Papilio aristodemus produces only one generation per year. This fact is in large part the reason that the Schaus are at high risk of endangerment. The female swallowtail lays pinhead-sized eggs on wild lime between April and June. Up to ten days later, the larvae emerge and after three to four weeks later they mature into caterpillars. These caterpillars can grow up to three inches (76 mm) in length. After the caterpillars mature they then pupate (a pupa is an insect at the immobile non-feeding stage of development between larva and adult, and pupating is when many internal changes occur in the pupa stage) and remain in their chrysalis until the following spring. Some caterpillars hibernate in their chrysalids, and they can remain dormant for up to two years. Before the females can lay the eggs however, they must mate with a male. The male butterflies patrol in tree canopies looking for any receptive females.

===Development===
The adult emergence of this species is commonly triggered by rainfall. Their primary flight sequences frequently begin in late April to mid-June; however, some adults fly in late July and early September. They have also, over time, developed the unique ability to stop in mid-air and fly backwards in order to avoid their predators, such as birds, lizards, spiders, etc.

====Caterpillar hosts====
Caterpillar hosts include plants in the citrus family (Rutaceae), such as citrus species, hop tree (Ptelea trifoliata), Zanthoxylum species, and torchwood (Amyris elemifera).

==Conservation==

===Threats===
S. a. ponceanus was listed as endangered by the United States Fish and Wildlife Service in 1984 due to dramatic declines in numbers and contraction of range. Threats include mosquito control and destruction of its tropical hardwood hammock habitat. Aside from this, they are also known to be susceptible to dramatic weather conditions such as hurricanes and droughts. For instance in 1992, Hurricane Andrew devastated the region and nearly wiped out the entire population of Schaus's swallowtail, leaving only 73 documented individual survivors. It was considered "uncommon and local" on Hispaniola in a 2020 survey (with the Dominican Republic being the only place aside from Florida where records are available), and was considered rare on the Cayman Islands during a report there in 1975.

===Captive rearing===
Captive rearing has proven to be a successful method of maintaining the population of swallowtails. Preemptive planning prior to Hurricane Andrew led to the first mating and pupae production in captivity in 1993. In 2011 only 41 individual butterflies were counted. When the 2012 census resulted in only five, emergency procedures were initialized in June 2012. Up to four of the five, including the presumed only female will be caught and held until they will lay eggs. Those eggs will be removed and bred at the University of Florida McGuire Center for Lepidoptera and Biodiversity. The caught butterflies and those bred from the eggs will be set free inside Biscayne National Park. By June 2013 several larvae and one living female with one egg had been taken in custody.
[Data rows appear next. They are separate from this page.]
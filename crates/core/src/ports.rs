//! Collaborator ports for best-effort side channels
//!
//! The orchestrator calls the content feed, companion messages and analytics
//! through these traits. Every call goes through [`Collaborators`], which logs
//! and swallows failures so side effects can never block a state change.

use chrono::{DateTime, Utc};
use serde::{Deserialize, Serialize};
use tracing::{info, warn};
use uuid::Uuid;

use crate::error::Result;
use crate::models::{EventStatus, EventType, SocialEvent};

/// Card pushed to the front of the content feed after an event is created
#[derive(Debug, Clone, PartialEq, Serialize, Deserialize)]
pub struct FeedCard {
    pub id: String,
    #[serde(rename = "type")]
    pub kind: String,
    pub data: SocialEventCard,
}

#[derive(Debug, Clone, PartialEq, Serialize, Deserialize)]
#[serde(rename_all = "camelCase")]
pub struct SocialEventCard {
    pub event_id: Uuid,
    pub event_type: EventType,
    pub title: String,
    pub host_name: String,
    pub is_host: bool,
    pub date_time: DateTime<Utc>,
    pub status: EventStatus,
    pub guest_count: u32,
}

impl FeedCard {
    pub fn for_event(event: &SocialEvent, viewer_id: Uuid) -> Self {
        Self {
            id: format!("social-{}", event.id),
            kind: "social_event".to_string(),
            data: SocialEventCard {
                event_id: event.id,
                event_type: event.event_type,
                title: event.title.clone(),
                host_name: event.host_name.clone(),
                is_host: event.is_host(viewer_id),
                date_time: event.date_time,
                status: event.status,
                guest_count: event.expected_guests,
            },
        }
    }
}

/// A named analytics signal
#[derive(Debug, Clone, PartialEq, Serialize, Deserialize)]
pub struct AnalyticsSignal {
    pub name: String,
    pub payload: serde_json::Value,
}

impl AnalyticsSignal {
    pub fn event_created(event: &SocialEvent) -> Self {
        Self {
            name: "social_event_created".to_string(),
            payload: serde_json::json!({
                "eventType": event.event_type,
                "guestCount": event.expected_guests,
            }),
        }
    }
}

/// Content feed that accepts new cards at the front
pub trait FeedSink {
    fn prepend(&self, card: FeedCard) -> Result<()>;
}

/// Companion surface that shows short human-readable messages
pub trait CompanionSink {
    fn show_message(&self, message: &str) -> Result<()>;
}

/// Analytics backend
pub trait AnalyticsSink {
    fn track(&self, signal: &AnalyticsSignal) -> Result<()>;
}

/// Feed that discards cards
pub struct NoFeed;

impl FeedSink for NoFeed {
    fn prepend(&self, _card: FeedCard) -> Result<()> {
        Ok(())
    }
}

/// Companion that writes messages to the log
pub struct LogCompanion;

impl CompanionSink for LogCompanion {
    fn show_message(&self, message: &str) -> Result<()> {
        info!(message, "Companion message");
        Ok(())
    }
}

/// Analytics that records signals as log lines
pub struct LogAnalytics;

impl AnalyticsSink for LogAnalytics {
    fn track(&self, signal: &AnalyticsSignal) -> Result<()> {
        info!(name = %signal.name, payload = %signal.payload, "Analytics signal");
        Ok(())
    }
}

/// The injected set of side-channel collaborators
pub struct Collaborators {
    pub feed: Box<dyn FeedSink>,
    pub companion: Box<dyn CompanionSink>,
    pub analytics: Box<dyn AnalyticsSink>,
}

impl Default for Collaborators {
    fn default() -> Self {
        Self {
            feed: Box::new(NoFeed),
            companion: Box::new(LogCompanion),
            analytics: Box::new(LogAnalytics),
        }
    }
}

impl Collaborators {
    pub fn publish_card(&self, card: FeedCard) {
        if let Err(e) = self.feed.prepend(card) {
            warn!(error = %e, "Feed card push failed");
        }
    }

    pub fn notify(&self, message: &str) {
        if let Err(e) = self.companion.show_message(message) {
            warn!(error = %e, "Companion message failed");
        }
    }

    pub fn track(&self, signal: AnalyticsSignal) {
        if let Err(e) = self.analytics.track(&signal) {
            warn!(error = %e, signal = %signal.name, "Analytics signal failed");
        }
    }
}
In August the National Park Service announced the spotting of 31 adult butterflies, several female laying eggs and a large number of larvae along with nine adult Papilio andraemon, thought to be extinct in the US, on one of the more remote islands of the national park.

Due to the rapid reproduction cycle of butterflies, the breeding program at the University of Florida resulted with more than a thousand larvae within two years. In June 2014 a first batch of eleven adult females, four males and 308 larvae were released on Elliott Key within Biscayne National Park.

==Taxonomy==
Papilio andraemon is a member of the Papilio thoas species group.